Bacteriophage plaques: theory and analysis.

Laboratory characterization of bacteriophage growth traditionally is done either in broth cultures or in semisolid agar media. These two environments may be distinguished in terms of their spatial structure, i.e., the degree to which they limit diffusion, motility, and environmental mixing. Well-mixed broth, for example, represents the microbiological ideal of a non-spatially structured environment. Agar, by contrast, imposes significant limitations on phage and bacterial movement and therefore gives rise to spatial structure. The study of phage growth within spatially structured environments, such as that seen during phage plaque formation, is important for three reasons. First, a large fraction of environmental bacteria live within spatially structured environments such as within biofilms, within soil, or when growing in or on the tissues of plants and animals. Second, phage growth as plaques is a central technique to phage studies, yet appears to be under appreciated by phage workers in terms of its complexity. Third, selective pressures acting on phage during plaque growth differ from those seen during broth growth.
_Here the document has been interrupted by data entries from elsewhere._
//! User validation rules
//!
//! This module validates the admin portal's user and dependent forms before
//! they are sent to the backend.
//!
//! # Validation Rules
//!
//! ## Users
//! - First name, last name and email are required
//! - Email must be a valid address
//! - A role must be chosen
//! - New users need a password of at least 8 characters
//! - Employees need an employee number
//! - NIC, when given, is 9 digits followed by V or X, or 12 digits
//! - Phone number, when given, has exactly 10 digits
//!
//! ## Dependents
//! - Name is required
//! - Date of birth cannot be in the future
//! - NIC, when given, follows the user NIC format

use chrono::Utc;
use once_cell::sync::Lazy;
use regex::Regex;
use validator::ValidateEmail;

use core_kernel::{Role, ValidationResult};

use crate::dependent::Dependent;
use crate::user::UserForm;

/// Minimum password length for new accounts
pub const PASSWORD_MIN_CHARS: usize = 8;
/// Digits in a local phone number
pub const PHONE_DIGITS: usize = 10;

static NIC_PATTERN: Lazy<Regex> =
    Lazy::new(|| Regex::new(r"^(?:[0-9]{9}[vVxX]|[0-9]{12})$").expect("NIC pattern compiles"));

/// Whether the user form is creating a new account or editing one
#[derive(Debug, Clone, Copy, PartialEq, Eq)]
pub enum FormMode {
    Create,
    Update,
}

/// Checks the national identity card number format
///
/// Old cards carry 9 digits and a trailing `V` or `X`; new cards carry
/// 12 digits.
pub fn is_valid_nic(nic: &str) -> bool {
    NIC_PATTERN.is_match(nic.trim())
}

/// Reduces a phone number to its digits, mapping the `+94` country code to
/// a leading `0`
pub fn normalize_phone(phone: &str) -> String {
    let trimmed = phone.trim();
    let local = match trimmed.strip_prefix("+94") {
        Some(rest) => format!("0{rest}"),
        None => trimmed.to_string(),
    };
    local.chars().filter(char::is_ascii_digit).collect()
}

/// Checks that a phone number has exactly ten digits and nothing but
/// digits, spaces, dashes and a leading `+94`
pub fn is_valid_phone(phone: &str) -> bool {
    let trimmed = phone.trim();
    let body = trimmed.strip_prefix("+94").unwrap_or(trimmed);
    let allowed = body
        .chars()
        .all(|c| c.is_ascii_digit() || c == ' ' || c == '-');
    allowed && normalize_phone(phone).len() == PHONE_DIGITS
}

/// Checks an email address
pub fn is_valid_email(email: &str) -> bool {
    email.trim().to_string().validate_email()
}

/// Validator for user forms
pub struct UserValidator;

impl UserValidator {
    /// Validates the create/edit user form
    ///
    /// # Arguments
    ///
    /// * `form` - The values entered in the form
    /// * `mode` - Whether a new account is being created
    pub fn validate_form(form: &UserForm, mode: FormMode) -> ValidationResult {
        let mut result = ValidationResult::ok();

        if form.first_name.trim().is_empty() {
            result.add_error("firstName", "First name is required");
        }
        if form.last_name.trim().is_empty() {
            result.add_error("lastName", "Last name is required");
        }

        if form.email.trim().is_empty() {
            result.add_error("email", "Email is required");
        } else if !is_valid_email(&form.email) {
            result.add_error("email", "Please enter a valid email address");
        }

        match form.role {
            None => result.add_error("role", "Role is required"),
            Some(Role::Employee) => {
                let missing = form
                    .employee_id
                    .as_deref()
                    .map_or(true, |id| id.trim().is_empty());
                if missing {
                    result.add_error("employeeId", "Employee ID is required for employees");
                }
            }
            Some(_) => {}
        }

        if mode == FormMode::Create {
            match form.password.as_deref() {
                None | Some("") => result.add_error("password", "Password is required"),
                Some(password) if password.chars().count() < PASSWORD_MIN_CHARS => {
                    result.add_error(
                        "password",
                        format!("Password must be at least {PASSWORD_MIN_CHARS} characters"),
                    );
                }
                Some(_) => {}
            }
        }

        if let Some(nic) = non_blank(form.nic.as_deref()) {
            if !is_valid_nic(nic) {
                result.add_error("nic", "NIC must be 9 digits followed by V or X, or 12 digits");
            }
        }

        if let Some(phone) = non_blank(form.phone_number.as_deref()) {
            if !is_valid_phone(phone) {
                result.add_error("phoneNumber", "Phone number must contain 10 digits");
            }
        }

        for (index, dependent) in form.dependents.iter().enumerate() {
            result.merge_prefixed(
                &format!("dependents[{index}]"),
                Self::validate_dependent(dependent),
            );
        }

        result
    }

    /// Validates a single dependent
    pub fn validate_dependent(dependent: &Dependent) -> ValidationResult {
        let mut result = ValidationResult::ok();

        if dependent.name.trim().is_empty() {
            result.add_error("name", "Dependent name is required");
        }

        let today = Utc::now().date_naive();
        if dependent.date_of_birth > today {
            result.add_error("dateOfBirth", "Date of birth cannot be in the future");
        }

        if let Some(nic) = non_blank(dependent.nic.as_deref()) {
            if !is_valid_nic(nic) {
                result.add_error("nic", "NIC must be 9 digits followed by V or X, or 12 digits");
            }
        }

        result
    }
}

fn non_blank(value: Option<&str>) -> Option<&str> {
    value.filter(|v| !v.trim().is_empty())
}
In this chapter we will discuss just what a plaque is, how one forms, and what can affect plaque size. We will describe methods, both experimental and theoretical, that have been employed to study plaque growth. As caveats we will discuss why plaque formation failure is not necessarily equivalent to virion inviability (Note 1). We also will consider problems with inferring phage broth growth fitness as a function of plaque characteristics (Note 2).